2. that one was cheated (usually by some sort of scam) or by a dishonest salesperson.
“Someone broke in to my house and ripped me off!!! I had $1000 hidden in my bedroom and now it’s gone!”
“I purchased a computer on E-Bay and was completely ripped off!!! It said that it hadn’t been used and it clearly has.”
- (to be) Run Down – This is an Idiomatic and Prepositional Adjectival Phrase which means that something is in really bad condition due to a neglect of maintenance and is now in serious need of repair…
“Due to the horrible economy and the incredibly selfish decisions of the politicians, nearly all of Detroit is completely run down and looks like a war-zone.”
- (to be) Straight Off The Rack – This Prepositional Adjectival Phrase can be either Literal or Idiomatic and is used to say that the article of clothing looks so nice and new that it seems that it just came “off the rack” at the store and that it is the first time that it is being worn. Idiomatically, it is used to describe anything which someone wants to describe as being “new”.

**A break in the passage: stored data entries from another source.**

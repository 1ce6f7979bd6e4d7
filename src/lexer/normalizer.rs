//! Splits raw source into logical fragments.
//!
//! Each physical line is cut at its first `//` or its last `/*` that is not
//! inside a string literal; the code before the cut is split on `;`, and the
//! comment tail becomes a fragment of its own. Whether a marker is inside a
//! literal is decided per line by looking for a `"` on both sides of it, so
//! literals spanning lines and escaped quotes are not understood.

use tracing::debug;

pub const LINE_COMMENT: &str = "//";
pub const BLOCK_COMMENT_OPEN: &str = "/*";
pub const BLOCK_COMMENT_CLOSE: &str = "*/";
pub const SEMICOLON: &str = ";";

pub fn normalize(source: &str) -> Vec<String> {
    let fragments: Vec<String> = source
        .split('\n')
        .flat_map(split_line)
        .map(str::trim)
        .filter(|fragment| !fragment.is_empty())
        .map(String::from)
        .collect();

    debug!(fragments = fragments.len(), "normalized source");
    fragments
}

fn split_line(line: &str) -> Vec<&str> {
    let line_comment = line
        .match_indices(LINE_COMMENT)
        .map(|(index, _)| index)
        .find(|index| !in_literal(line, *index));

    let block_comment = line
        .rmatch_indices(BLOCK_COMMENT_OPEN)
        .map(|(index, _)| index)
        .find(|index| !in_literal(line, *index));

    let comment_start = [line_comment, block_comment].into_iter().flatten().min();
    let code = match comment_start {
        Some(index) => &line[..index],
        None => line,
    };

    let mut fragments = vec![];
    let terminated = code.contains(SEMICOLON);

    for statement in code.split(SEMICOLON) {
        if statement.trim().is_empty() {
            continue;
        }
        fragments.push(statement);
        if terminated {
            fragments.push(SEMICOLON);
        }
    }

    if let Some(index) = comment_start {
        fragments.push(&line[index..]);
    }

    fragments
}

/// A marker at `index` counts as quoted when the line has a `"` before it
/// and another one after it.
fn in_literal(line: &str, index: usize) -> bool {
    line[..index].contains('"') && line[index..].contains('"')
}

#[cfg(test)]
mod tests {
    use super::{in_literal, normalize};

    #[test]
    fn test_in_literal() {
        let line = r#"String a = "x // y"; // z"#;
        assert!(in_literal(line, line.find("//").unwrap()));
        assert!(!in_literal(line, line.rfind("//").unwrap()));
        assert!(!in_literal("a = 1; // c", 7));
    }

    #[test]
    fn test_block_comment_tail_is_split_off() {
        let fragments = normalize("int a = 1; /* start");
        assert_eq!(fragments, vec!["int a = 1", ";", "/* start"]);
    }

    #[test]
    fn test_earliest_marker_wins() {
        let fragments = normalize("x = 1; /* a // b");
        assert_eq!(fragments, vec!["x = 1", ";", "/* a // b"]);

        let fragments = normalize("x = 1; // a /* b");
        assert_eq!(fragments, vec!["x = 1", ";", "// a /* b"]);
    }

    #[test]
    fn test_crlf_lines() {
        let fragments = normalize("int a = 1;\r\nint b = 2;\r\n");
        assert_eq!(fragments, vec!["int a = 1", ";", "int b = 2", ";"]);
    }
}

- The Elephant In The Room – This is an Idiomatic Metaphorical Prepositional Phrasal-Noun which is used to refer to some point or some “thing” which should be plainly obvious, is almost always a problem, or absolutely should be addressed, but everyone seems to ignore and will pretend it’s not there – even to the point that they will actually develop a blindness and defense to it, so that pointing “it” out to them, will cause them to become defensive and even confrontational if one does point it out…
“It is amazing to me that almost no one seems to recognize or acknowledge that a gerund is NOT a verb-form, but is actually a phrase which is in reference to an action but is used as a subject with-in a sentence – and therefore acts as a noun. This is a perfect example of an elephant in the room, because even when pointing is out to other teachers, they will just say, ‘Well, that is what the text-book says, so that’s what we teach.’… Idiots!”